§ **Brief**: List all lines of the data containing the word "that".

[Collected data]
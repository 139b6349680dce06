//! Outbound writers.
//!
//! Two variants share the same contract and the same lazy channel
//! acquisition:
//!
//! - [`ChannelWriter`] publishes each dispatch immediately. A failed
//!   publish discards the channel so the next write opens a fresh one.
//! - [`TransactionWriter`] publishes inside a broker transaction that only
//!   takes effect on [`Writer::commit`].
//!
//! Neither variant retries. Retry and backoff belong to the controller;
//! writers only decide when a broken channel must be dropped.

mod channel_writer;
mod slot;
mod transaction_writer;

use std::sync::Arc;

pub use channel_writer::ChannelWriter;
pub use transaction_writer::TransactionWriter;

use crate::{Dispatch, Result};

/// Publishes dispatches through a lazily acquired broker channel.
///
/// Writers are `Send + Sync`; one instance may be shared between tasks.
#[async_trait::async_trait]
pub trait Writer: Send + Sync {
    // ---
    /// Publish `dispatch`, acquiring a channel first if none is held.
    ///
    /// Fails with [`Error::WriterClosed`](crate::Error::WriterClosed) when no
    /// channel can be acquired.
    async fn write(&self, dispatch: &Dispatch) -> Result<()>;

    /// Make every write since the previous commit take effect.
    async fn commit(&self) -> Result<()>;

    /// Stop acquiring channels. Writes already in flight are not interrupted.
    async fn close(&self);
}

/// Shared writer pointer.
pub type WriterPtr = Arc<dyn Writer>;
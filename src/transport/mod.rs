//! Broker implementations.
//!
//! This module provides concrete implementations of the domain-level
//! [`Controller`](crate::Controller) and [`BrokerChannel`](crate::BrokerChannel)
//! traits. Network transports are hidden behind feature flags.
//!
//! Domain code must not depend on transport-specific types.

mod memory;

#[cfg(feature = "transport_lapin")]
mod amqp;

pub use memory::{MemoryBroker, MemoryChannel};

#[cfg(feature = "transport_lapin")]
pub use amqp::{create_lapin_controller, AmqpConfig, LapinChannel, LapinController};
==
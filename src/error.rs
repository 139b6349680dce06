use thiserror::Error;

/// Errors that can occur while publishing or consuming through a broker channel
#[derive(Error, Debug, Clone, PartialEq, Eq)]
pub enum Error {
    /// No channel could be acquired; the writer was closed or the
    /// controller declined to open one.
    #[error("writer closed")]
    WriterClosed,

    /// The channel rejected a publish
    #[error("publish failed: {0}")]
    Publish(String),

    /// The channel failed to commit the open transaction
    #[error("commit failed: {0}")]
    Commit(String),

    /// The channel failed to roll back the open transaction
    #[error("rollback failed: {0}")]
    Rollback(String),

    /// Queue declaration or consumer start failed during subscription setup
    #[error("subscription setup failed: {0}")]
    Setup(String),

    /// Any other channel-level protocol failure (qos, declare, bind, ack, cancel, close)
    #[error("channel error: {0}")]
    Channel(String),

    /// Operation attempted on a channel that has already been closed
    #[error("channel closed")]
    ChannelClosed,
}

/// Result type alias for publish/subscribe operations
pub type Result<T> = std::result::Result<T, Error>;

§ **Response box**:
//! - [`TransactionWriter`] publishes inside a broker transaction that only
/// Errors that can occur while publishing or consuming through a broker channel
    /// Operation attempted on a channel that has already been closed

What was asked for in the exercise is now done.